Para sermos claros: os filósofos se opunham ao senso comum da época, que se manifestava na crença na mitologia, na religião tradicional. Não importa que considerassem a escravidão como natural, como faz Aristóteles. Ao racionalizar o mundo, abriam espaço para a inevitável descoberta, feita séculos depois, que todo os humanos são iguais.
Por isso vimos insistindo que a filosofia é uma estratégia histórica. Enquanto tal, suas proposições, como qualquer outra, ocorrem em um campo de exterioridade, cujos efeito vão muito além daquilo desejado pelos sujeitos que filosofam. O discurso reverbera.
Nesse sentido, quem defende o senso comum e o que está estabelecido como norma não é filósofo, se opõe à sua própria tradição. A filosofia ou é questionadora da ordem, ou se trata de palavras ao vento, letra morta, escrever na água, como diziam os antigos gregos.
Ao longo de sua história, a filosofia despertou mais ira que amor, justamente por se opor à parvice e à papagaiada, hoje institucionalizada na mídia. Quem se reivindica filósofo — que é menos um título acadêmico, e mais um título ganho da comunidade por uma contribuição primorosa à difícil arte de questionar (já que a filosofia trata de saber colocar a pergunta, como defendem Deleuze e Guattari) — reivindica a morte de Pitágoras, a cicuta de Sócrates, o linchamento de Hipatia, o suicídio forçado de Sêneca, a perseguição a Abelardo, a luta contra o imprimatur, o desespero de Benjamin, a miséria forçada de Marx, etc.

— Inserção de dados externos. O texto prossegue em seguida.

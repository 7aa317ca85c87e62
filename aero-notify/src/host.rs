//! What the mail server tells us about its users, mails and transactions.

use crate::config::Settings;
use crate::uidset::UidSet;

/// Storage backing the mails handed over by a delivery agent
pub const RAW_STORAGE: &str = "raw";

#[derive(Debug, Clone, Default)]
pub struct MailUser {
    pub username: String,
    pub settings: Settings,
}

impl MailUser {
    pub fn new(username: impl Into<String>, settings: Settings) -> Self {
        Self {
            username: username.into(),
            settings,
        }
    }
}

/// A mail as seen by a hook: its storage and its mailbox.
#[derive(Debug, Clone, PartialEq, Eq)]
pub struct MailRef {
    pub storage: String,
    pub mailbox: String,
}

impl MailRef {
    pub fn new(storage: impl Into<String>, mailbox: impl Into<String>) -> Self {
        Self {
            storage: storage.into(),
            mailbox: mailbox.into(),
        }
    }

    pub fn raw() -> Self {
        Self::new(RAW_STORAGE, "")
    }

    pub fn is_raw(&self) -> bool {
        self.storage == RAW_STORAGE
    }
}

/// Outcome of a committed transaction
#[derive(Debug, Clone, Default)]
pub struct CommitChanges {
    /// Identifiers given to the saved mails, in save order
    pub saved_uids: UidSet,
}

impl CommitChanges {
    pub fn new(saved_uids: UidSet) -> Self {
        Self { saved_uids }
    }
}
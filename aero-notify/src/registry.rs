use std::sync::atomic::{AtomicBool, AtomicU64, AtomicUsize, Ordering};
use std::sync::Arc;
use std::time::Duration;

use crate::broker::{AmqpConnector, Connector};

/// Process wide state of the notifier: created when the service starts,
/// handed to every session, shut down when the service stops.
pub struct Registry {
    connector: Arc<dyn Connector>,
    timeout: Duration,
    stats: Stats,
    registered: AtomicBool,
}

impl Registry {
    pub fn new(connector: Arc<dyn Connector>, timeout: Duration) -> Arc<Self> {
        tracing::debug!(?timeout, "notification registry created");
        Arc::new(Self {
            connector,
            timeout,
            stats: Stats::default(),
            registered: AtomicBool::new(true),
        })
    }

    pub fn amqp(timeout: Duration) -> Arc<Self> {
        Self::new(Arc::new(AmqpConnector::default()), timeout)
    }

    pub fn connector(&self) -> &Arc<dyn Connector> {
        &self.connector
    }

    /// Bound on every broker round-trip
    pub fn timeout(&self) -> Duration {
        self.timeout
    }

    pub fn stats(&self) -> &Stats {
        &self.stats
    }

    pub fn is_registered(&self) -> bool {
        self.registered.load(Ordering::Acquire)
    }

    /// Commits happening after this call do not publish anything.
    pub fn shutdown(&self) {
        if self.registered.swap(false, Ordering::AcqRel) {
            let stats = self.stats.snapshot();
            tracing::info!(
                published = stats.published,
                publish_failures = stats.publish_failures,
                connect_failures = stats.connect_failures,
                unmatched_records = stats.unmatched_records,
                discarded_records = stats.discarded_records,
                open_buffers = stats.open_buffers,
                "notification registry shut down"
            );
        }
    }
}

#[derive(Default)]
pub struct Stats {
    open_buffers: AtomicUsize,
    published: AtomicU64,
    publish_failures: AtomicU64,
    connect_failures: AtomicU64,
    unmatched_records: AtomicU64,
    discarded_records: AtomicU64,
}

#[derive(Debug, Clone, Copy, Default, PartialEq, Eq)]
pub struct StatsSnapshot {
    /// Transaction buffers not released yet
    pub open_buffers: usize,
    pub published: u64,
    pub publish_failures: u64,
    pub connect_failures: u64,
    /// Copy records left without an assigned identifier at commit
    pub unmatched_records: u64,
    /// Correlated records never sent: broker unreachable or registry shut down
    pub discarded_records: u64,
}

impl Stats {
    pub(crate) fn buffer_opened(&self) {
        self.open_buffers.fetch_add(1, Ordering::Relaxed);
    }

    pub(crate) fn buffer_released(&self) {
        self.open_buffers.fetch_sub(1, Ordering::Relaxed);
    }

    pub(crate) fn published(&self) {
        self.published.fetch_add(1, Ordering::Relaxed);
    }

    pub(crate) fn publish_failed(&self) {
        self.publish_failures.fetch_add(1, Ordering::Relaxed);
    }

    pub(crate) fn connect_failed(&self) {
        self.connect_failures.fetch_add(1, Ordering::Relaxed);
    }

    pub(crate) fn unmatched(&self, count: usize) {
        self.unmatched_records
            .fetch_add(count as u64, Ordering::Relaxed);
    }

    pub(crate) fn discarded(&self, count: usize) {
        self.discarded_records
            .fetch_add(count as u64, Ordering::Relaxed);
    }

    pub fn snapshot(&self) -> StatsSnapshot {
        StatsSnapshot {
            open_buffers: self.open_buffers.load(Ordering::Relaxed),
            published: self.published.load(Ordering::Relaxed),
            publish_failures: self.publish_failures.load(Ordering::Relaxed),
            connect_failures: self.connect_failures.load(Ordering::Relaxed),
            unmatched_records: self.unmatched_records.load(Ordering::Relaxed),
            discarded_records: self.discarded_records.load(Ordering::Relaxed),
        }
    }
}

Filósofo de direita é uma contradição lógica. Para isso, existe outro termo, consagrado pela tradição, e ao qual Masseau consagrou um livro estupendo: antifilosofia. Olavo, Pondé, Jordan, filósofos? Não, jamais. O que fazem é uma mistura de autocomiseração e pirotecnia. Filosofia existe para questionar a ordem. O filósofo é o perigoso por excelência, especialmente quando escuta o apelo de Marx e busca pela prática e o palanque. Filosofia é uma arte de como ser perigoso. Fora disso, há monotonia e repetição. Quem é filósofo: Marx ou Olavo, Foucault ou Pondé (para citar os carecas)? A resposta é óbvia, e as consequências alegram a mente daqueles que pertencem à confraria dos questionadores.
Bibliografia
BERGE, Damião. O logos heraclítico. Rio de Janeiro: Instituto Nacional do Livro, 1969
BERNAL, Martin. Black Athena. The afroasiatic roots of Classical civilization. Volume i: The fabrication of Ancient Greece 1785-1985. New Brunswick: Rutgers University Press, 1987
CORNFORD, F. M. Principium Sapientiae: the Origins of Greek Philosophical Thought. London: Cambridge University Press, 1952
DIELS, Hermann. Die Fragmente der Vorsokratiker. Berlin: Weidmannsche Verlagsbuchhandlung, 1960
DIOGENES LAÉRCIO. Lives of eminent Philosophers. Cambridge/London: Harvard University Press/William Heinemann, 1959
FESTUGIÈRE, A.J. Epicurus and his gods. Translated by C.W. Chilton. Cambridge: Harvard University Press, 1956
KIRK, Geoffrey. S.; RAVEN, John. E.; SCHOFIELD, Malcom. Os filósofos pré-socráticos. 5. ed. Lisboa: Calouste Gulbenkian, 2005
MASSEAU, D. Les ennemis des philosophes. L'antiphilosophie au temps des Lumiéres. Paris: Albin Michel, 2000
SNELL, B. Die Entdeckung des Geistes. Studien zur Entstehung des europäischen Denkens bei den Griechen. Göttingen: Vandenhoeck & Ruprecht, 2011, 9ª ed.